The same week Facebook open-sourced M2M-100, an AI model that can translate between over 100 languages, Microsoft detailed an algorithm of its own — Turing Universal Language Representation (T-ULRv2) — that can interpret 94 languages. The company claims T-ULRv2 achieves the top results in XTREME, a natural language processing benchmark created by Google, and will use it to improve features like Semantic Search in Word and Suggested Replies in Outlook and Teams ahead of availability in private preview via Azure.

T-ULRv2, a joint collaboration between Microsoft Research and the Microsoft Turing team, contains a total of 550 million parameters, or internal variables that the model leverages to make predictions. (By comparison, M2M-100 has around 15 billion parameters). Microsoft researchers trained T-ULRv2 on a multilingual data corpus from the web that consists of the aforementioned 94 languages. During training, the model learned to translate by predicting masked words from sentences in different languages, occasionally drawing on context clues in pairs of translations like English and French.

As Microsoft VP Saurabh Tiwary and assistant managing director Ming Zhou note in a blog post, the XTREME benchmark covers 40 languages spanning 12 families and 9 tasks that require reasoning about varying levels of syntax. The languages are selected to maximize diversity, coverage in existing tasks, and availability of training data, and the tasks cover a range of paradigms including sentence text classification, structured prediction, sentence retrieval, and cross-lingual question answering. For models to be successful on the XTREME benchmarks, then, they must learn representations that generalize to many standard cross-lingual transfer settings.
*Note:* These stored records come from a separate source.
//! Database pool initialization.
//!
//! SYSTEM CONTEXT
//! ==============
//! The sync server never writes to the database. It reads board membership
//! for subscribe-time access checks; the schema belongs to the CRUD layer.

use sqlx::PgPool;
use sqlx::postgres::PgPoolOptions;

/// Initialize the `PostgreSQL` connection pool.
///
/// # Errors
///
/// Returns an error if the initial connection fails.
pub async fn init_pool(database_url: &str, max_connections: u32) -> Result<PgPool, sqlx::Error> {
    PgPoolOptions::new()
        .max_connections(max_connections)
        .connect(database_url)
        .await
}
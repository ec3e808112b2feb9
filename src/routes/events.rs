//! Event ingest: the CRUD layer posts committed mutations here for fan-out.
//!
//! `POST /api/boards/{id}/events` with `Authorization: Bearer <EVENTS_INGEST_KEY>`
//! and a [`DomainEvent`] body. The path board must match the event's
//! `board_id`. The response reports how many subscribers received the event.

use axum::Json;
use axum::extract::{Path, State};
use axum::http::{HeaderMap, StatusCode, header};
use axum::response::{IntoResponse, Response};
use frames::{DomainEvent, ErrorCode, error_reply};
use tracing::{info, warn};
use uuid::Uuid;

use crate::broadcast::BroadcastReport;
use crate::state::AppState;

#[derive(Debug, thiserror::Error)]
pub enum IngestError {
    #[error("missing or invalid ingest key")]
    Unauthorized,
    #[error("invalid event: {0}")]
    InvalidEvent(String),
    #[error("event board {event} does not match path board {path}")]
    BoardMismatch { path: Uuid, event: Uuid },
    #[error("event encode failed: {0}")]
    Encode(String),
}

impl ErrorCode for IngestError {
    fn error_code(&self) -> &'static str {
        match self {
            Self::Unauthorized => "E_INGEST_UNAUTHORIZED",
            Self::InvalidEvent(_) => "E_INVALID_MESSAGE",
            Self::BoardMismatch { .. } => "E_BOARD_MISMATCH",
            Self::Encode(_) => "E_ENCODE",
        }
    }
}

impl IntoResponse for IngestError {
    fn into_response(self) -> Response {
        let status = match self {
            Self::Unauthorized => StatusCode::UNAUTHORIZED,
            Self::InvalidEvent(_) | Self::BoardMismatch { .. } => StatusCode::BAD_REQUEST,
            Self::Encode(_) => StatusCode::INTERNAL_SERVER_ERROR,
        };
        (status, Json(error_reply(&self))).into_response()
    }
}

pub async fn ingest_event(
    State(state): State<AppState>,
    Path(board_id): Path<Uuid>,
    headers: HeaderMap,
    body: String,
) -> Result<Json<BroadcastReport>, IngestError> {
    let expected = state.ingest_key.as_deref().ok_or(IngestError::Unauthorized)?;
    if bearer_token(&headers) != Some(expected) {
        warn!(%board_id, "events: rejected ingest with bad key");
        return Err(IngestError::Unauthorized);
    }

    let event: DomainEvent = serde_json::from_str(&body).map_err(|e| IngestError::InvalidEvent(e.to_string()))?;
    if event.board_id != board_id {
        return Err(IngestError::BoardMismatch { path: board_id, event: event.board_id });
    }

    let report = state
        .broadcast(board_id, &event)
        .await
        .map_err(|e| IngestError::Encode(e.to_string()))?;
    info!(%board_id, kind = %event.kind(), delivered = report.delivered, skipped = report.skipped, "events: ingested");
    Ok(Json(report))
}

fn bearer_token(headers: &HeaderMap) -> Option<&str> {
    headers
        .get(header::AUTHORIZATION)?
        .to_str()
        .ok()?
        .strip_prefix("Bearer ")
        .map(str::trim)
}

#[cfg(test)]
#[path = "events_test.rs"]
mod tests;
T-ULRv2 beat the previous best model from Alibaba (VECO) by 3.5 points on average. It also surpassed the performance of Microsoft’s FILTER, Google’s XLM-R, and New York University’s X-STILTs. “The Microsoft Turing team has long believed that language representation should be universal,” Tiwary and Zhou wrote. “We [recently] presented a method to train language-agnostic representation in an unsupervised fashion. This kind of approach would allow for the trained model to be fine-tuned in one language and applied to a different one in a zero-shot fashion. This would overcome the challenge of requiring labeled data to train the model in every language.”

The jury is out on T-ULRv2’s potential for bias and its grasp of general knowledge. Some research suggests benchmarks such as XTREME don’t measure models’ knowledge well and that models like T-ULRv2 can exhibit toxicity and prejudice against demographic groups. But the model is in any case a step toward Microsoft’s grand “AI at scale” vision, which seeks to push AI capabilities by training algorithms with increasingly large amounts of data and compute. Already, the company has used its Turing family of models to bolster language understanding across Bing, Office, Dynamics, and its other productivity products.

It’s also unclear the extent to which the size of models like T-ULRv2 might correspond to performance improvements in the future. A study published by researchers at MIT found that progress in deep learning has been strongly reliant on increases in compute and that continued progress will require dramatically more computationally efficient deep learning methods, either through changes to existing techniques or via new as-yet-undiscovered methods. On the other hand, an OpenAI survey found that since 2012, the amount of compute needed to train an AI model to the same performance on classifying images in a popular benchmark (ImageNet) has been decreasing by a factor of two every 16 months.

In this regard, Microsoft is well-positioned to keep throwing compute at the problem. To OpenAI’s research alone, it devoted over 285,000 processor cores, 10,000 graphics cards, and 400 gigabits per second of connectivity for each graphics card server. (Microsoft and OpenAI have an ongoing commercial partnership to jointly develop new technologies for Microsoft’s Azure cloud platform.)

“Microsoft Office and Microsoft Bing are available in over 100 languages across 200 regions. We have customers in every corner of the planet, and they use our products in their native languages,” Tiwary and Zhou continued. “To truly democratize our product experience to empower all users and efficiently scale globally, we are pushing the boundaries of multilingual models.”

T-ULRv2 will power current and future language services available through Azure Cognitive Services, Microsoft says. It will also be available as a part of a program for building custom applications, which was announced at Microsoft Ignite 2020 earlier this year. Developers can submit requests for access.